Il faut noter au passage que les musulmans, en France, n’ont jamais demandé à ce qu’on les communautarise, qu’on institutionalise une communauté de croyants, c'est à dire une "Oumma". Il existe une forme de schizophrérie qui consiste à vouloir les instituer en communauté et, en même temps, leur faire un procès en communautarisme. De même, on leur demande de s’émanciper, de devenir des êtres autonomes dotés d’un esprit critique et, en même temps, aussitôt que se produit un attentat, de réagir au nom d’une communauté à laquelle il sont assignés et renvoyés dans un réflexe automatique – présupposé qui se fait dans un non-respect intégral des choix individuels.

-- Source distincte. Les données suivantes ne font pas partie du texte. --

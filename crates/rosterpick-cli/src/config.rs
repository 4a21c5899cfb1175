// Copyright 2026 Phillip Cloud
// Licensed under the Apache License, Version 2.0

use anyhow::{Context, Result, anyhow, bail};
use serde::Deserialize;
use std::env;
use std::fs;
use std::path::{Path, PathBuf};
use std::time::Duration;

pub const APP_NAME: &str = "rosterpick";

const CONFIG_VERSION: i64 = 1;
const DEFAULT_HIDE_DELAY: &str = "200ms";
const DEFAULT_DROPDOWN_ROWS: u16 = 6;
const MAX_DROPDOWN_ROWS: u16 = 50;
const DEFAULT_PLACEHOLDER: &str = "Add new user...";
const DEFAULT_TITLE: &str = "Select Recipient";
const DEFAULT_LOG_LEVEL: &str = "info";

#[derive(Debug, Clone, Deserialize)]
pub struct Config {
    pub version: i64,
    #[serde(default)]
    pub roster: RosterSection,
    #[serde(default)]
    pub ui: Ui,
    #[serde(default)]
    pub log: Log,
}

impl Default for Config {
    fn default() -> Self {
        Self {
            version: CONFIG_VERSION,
            roster: RosterSection::default(),
            ui: Ui::default(),
            log: Log::default(),
        }
    }
}

#[derive(Debug, Clone, Default, Deserialize)]
pub struct RosterSection {
    pub path: Option<String>,
}

#[derive(Debug, Clone, Deserialize)]
pub struct Ui {
    pub hide_delay: Option<String>,
    pub dropdown_rows: Option<i64>,
    pub placeholder: Option<String>,
    pub title: Option<String>,
}

impl Default for Ui {
    fn default() -> Self {
        Self {
            hide_delay: Some(DEFAULT_HIDE_DELAY.to_owned()),
            dropdown_rows: Some(i64::from(DEFAULT_DROPDOWN_ROWS)),
            placeholder: Some(DEFAULT_PLACEHOLDER.to_owned()),
            title: Some(DEFAULT_TITLE.to_owned()),
        }
    }
}

#[derive(Debug, Clone, Default, Deserialize)]
pub struct Log {
    pub path: Option<String>,
    pub level: Option<String>,
}

impl Config {
    pub fn default_path() -> Result<PathBuf> {
        if let Some(path) = env::var_os("ROSTERPICK_CONFIG_PATH") {
            return Ok(PathBuf::from(path));
        }

        let config_root = dirs::config_dir().ok_or_else(|| {
            anyhow!(
                "cannot resolve config directory; set ROSTERPICK_CONFIG_PATH to the config file"
            )
        })?;
        Ok(config_root.join(APP_NAME).join("config.toml"))
    }

    pub fn load(path: &Path) -> Result<Self> {
        if !path.exists() {
            return Ok(Self::default());
        }

        let raw = fs::read_to_string(path)
            .with_context(|| format!("read config file {}", path.display()))?;
        let value: toml::Value = toml::from_str(&raw)
            .with_context(|| format!("parse TOML config {}", path.display()))?;

        let version = value
            .get("version")
            .and_then(toml::Value::as_integer)
            .ok_or_else(|| {
                anyhow!(
                    "config file {} has no version. Add `version = 1` and put values under [roster], [ui], and [log]",
                    path.display()
                )
            })?;

        if version != CONFIG_VERSION {
            bail!(
                "unsupported config version {} in {}; expected version = 1. Run `rosterpick --print-example-config` for a template",
                version,
                path.display()
            );
        }

        let config: Config = value
            .try_into()
            .with_context(|| format!("decode config {}", path.display()))?;
        config.validate(path)?;
        Ok(config)
    }

    fn validate(&self, path: &Path) -> Result<()> {
        if let Some(roster_path) = &self.roster.path
            && roster_path.trim().is_empty()
        {
            bail!(
                "roster.path in {} is empty -- remove the key to use the built-in roster",
                path.display()
            );
        }

        if let Some(delay) = &self.ui.hide_delay {
            let parsed = parse_duration(delay)?;
            if parsed <= Duration::ZERO {
                bail!(
                    "ui.hide_delay in {} must be positive, got {}",
                    path.display(),
                    delay
                );
            }
        }

        if let Some(rows) = self.ui.dropdown_rows
            && !(1..=i64::from(MAX_DROPDOWN_ROWS)).contains(&rows)
        {
            bail!(
                "ui.dropdown_rows in {} must be between 1 and {}, got {}",
                path.display(),
                MAX_DROPDOWN_ROWS,
                rows
            );
        }

        if let Some(level) = &self.log.level {
            tracing_subscriber::EnvFilter::try_new(level).with_context(|| {
                format!(
                    "log.level {level:?} in {} is not a valid filter -- use a level like \"debug\" or a directive like \"rosterpick_app=debug\"",
                    path.display()
                )
            })?;
        }

        Ok(())
    }

    /// Roster file from config, falling back to `ROSTERPICK_ROSTER_PATH`.
    pub fn roster_path(&self) -> Option<PathBuf> {
        if let Some(path) = &self.roster.path {
            return Some(PathBuf::from(path));
        }
        env::var_os("ROSTERPICK_ROSTER_PATH")
            .filter(|value| !value.is_empty())
            .map(PathBuf::from)
    }

    pub fn hide_delay(&self) -> Result<Duration> {
        parse_duration(self.ui.hide_delay.as_deref().unwrap_or(DEFAULT_HIDE_DELAY))
    }

    pub fn dropdown_rows(&self) -> u16 {
        self.ui
            .dropdown_rows
            .and_then(|rows| u16::try_from(rows).ok())
            .unwrap_or(DEFAULT_DROPDOWN_ROWS)
    }

    pub fn placeholder(&self) -> &str {
        self.ui.placeholder.as_deref().unwrap_or(DEFAULT_PLACEHOLDER)
    }

    pub fn title(&self) -> &str {
        self.ui.title.as_deref().unwrap_or(DEFAULT_TITLE)
    }

    /// Log file from `ROSTERPICK_LOG`, then config. `None` keeps the
    /// interactive session silent.
    pub fn log_path(&self) -> Option<PathBuf> {
        if let Some(path) = env::var_os("ROSTERPICK_LOG").filter(|value| !value.is_empty()) {
            return Some(PathBuf::from(path));
        }
        self.log.path.as_ref().map(PathBuf::from)
    }

    pub fn log_level(&self) -> &str {
        self.log.level.as_deref().unwrap_or(DEFAULT_LOG_LEVEL)
    }

    pub fn example_config(path: &Path) -> String {
        format!(
            "# rosterpick config\n# Place this file at: {}\n\nversion = 1\n\n[roster]\n# Optional. Default is the built-in eight-person roster.\n# TOML files hold [[users]] tables; .json files hold an array of users.\n# path = \"/absolute/path/to/roster.toml\"\n\n[ui]\nhide_delay = \"{}\"\ndropdown_rows = {}\nplaceholder = \"{}\"\ntitle = \"{}\"\n\n[log]\n# Optional. Without a path nothing is logged while the picker is open.\n# path = \"/tmp/rosterpick.log\"\nlevel = \"{}\"\n",
            path.display(),
            DEFAULT_HIDE_DELAY,
            DEFAULT_DROPDOWN_ROWS,
            DEFAULT_PLACEHOLDER,
            DEFAULT_TITLE,
            DEFAULT_LOG_LEVEL,
        )
    }
}

fn parse_duration(raw: &str) -> Result<Duration> {
    if let Some(value) = raw.strip_suffix("ms") {
        let millis: u64 = value
            .parse()
            .with_context(|| format!("invalid duration {raw:?}"))?;
        return Ok(Duration::from_millis(millis));
    }
    if let Some(value) = raw.strip_suffix('s') {
        let secs: u64 = value
            .parse()
            .with_context(|| format!("invalid duration {raw:?}"))?;
        return Ok(Duration::from_secs(secs));
    }
    if let Some(value) = raw.strip_suffix('m') {
        let mins: u64 = value
            .parse()
            .with_context(|| format!("invalid duration {raw:?}"))?;
        let secs = mins
            .checked_mul(60)
            .ok_or_else(|| anyhow!("duration {raw:?} is too large"))?;
        return Ok(Duration::from_secs(secs));
    }

    bail!("invalid duration {raw:?}; use one of: <N>ms, <N>s, <N>m (for example 200ms or 1s)")
}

Plusieurs revues ont récemment publié des articles troublants, et même inquiétants, sur les associations auxquelles le Président Macron entend confier l’organisation de l’islam en France. C’est le cas de Valeurs actuelles (22 octobre 2020). Marianne avait fait de même (18 octobre 2019) ainsi que la Revue des deux Mondes (novembre 2019). Les contenus de ces dossiers doivent être versés au débat public. De même que l’analyse de Boualem Sansal (lauréat du prix Édouard Glissant) à propos du projet présenté par Hakim El Karoui sous l’égide de l’Institut Montaigne : « Quand j’ai lu ça, je suis tombé à la renverse, j’ai compris que le plan était un programme d’arabisation et d’islamisation des plus sévères, il ne laissait aucune possibilité de faire machine arrière en cas de regret. Il ressemblait comme deux gouttes d’eau au plan d’arabisation et d’islamisation que le pouvoir algérien a mise en œuvre en Algérie au début des années 80 sous la pression de l’Arabie saoudite et qui allait en peu de temps faire de nous des perroquets wahhabites salafistes. » (Fondation Varenne, 13 décembre 2016). Chacun sait la tragédie que l’Algérie a traversé. Quant à l‘imam de Nîmes Hocine Drouiche, voici ce qu’il en dit : « Le CFCM devient un obstacle à l’Islam de France (...) L’État lui a accordé trop d’importance. De plus, des forces étrangères le composent telles que les Frères musulmans d’Egypte, la diaspora turque et les Marocains en France. »

Le président de la République a peut-être ses raisons qui le poussent à organiser l’islam en France tel qu’il l’envisage. Mais le sujet est bien trop lourd de conséquences pour la France pour qu’il puisse, en l’absence d’une opposition politique audible, s’affranchir d’une justification de ses choix devant les Français.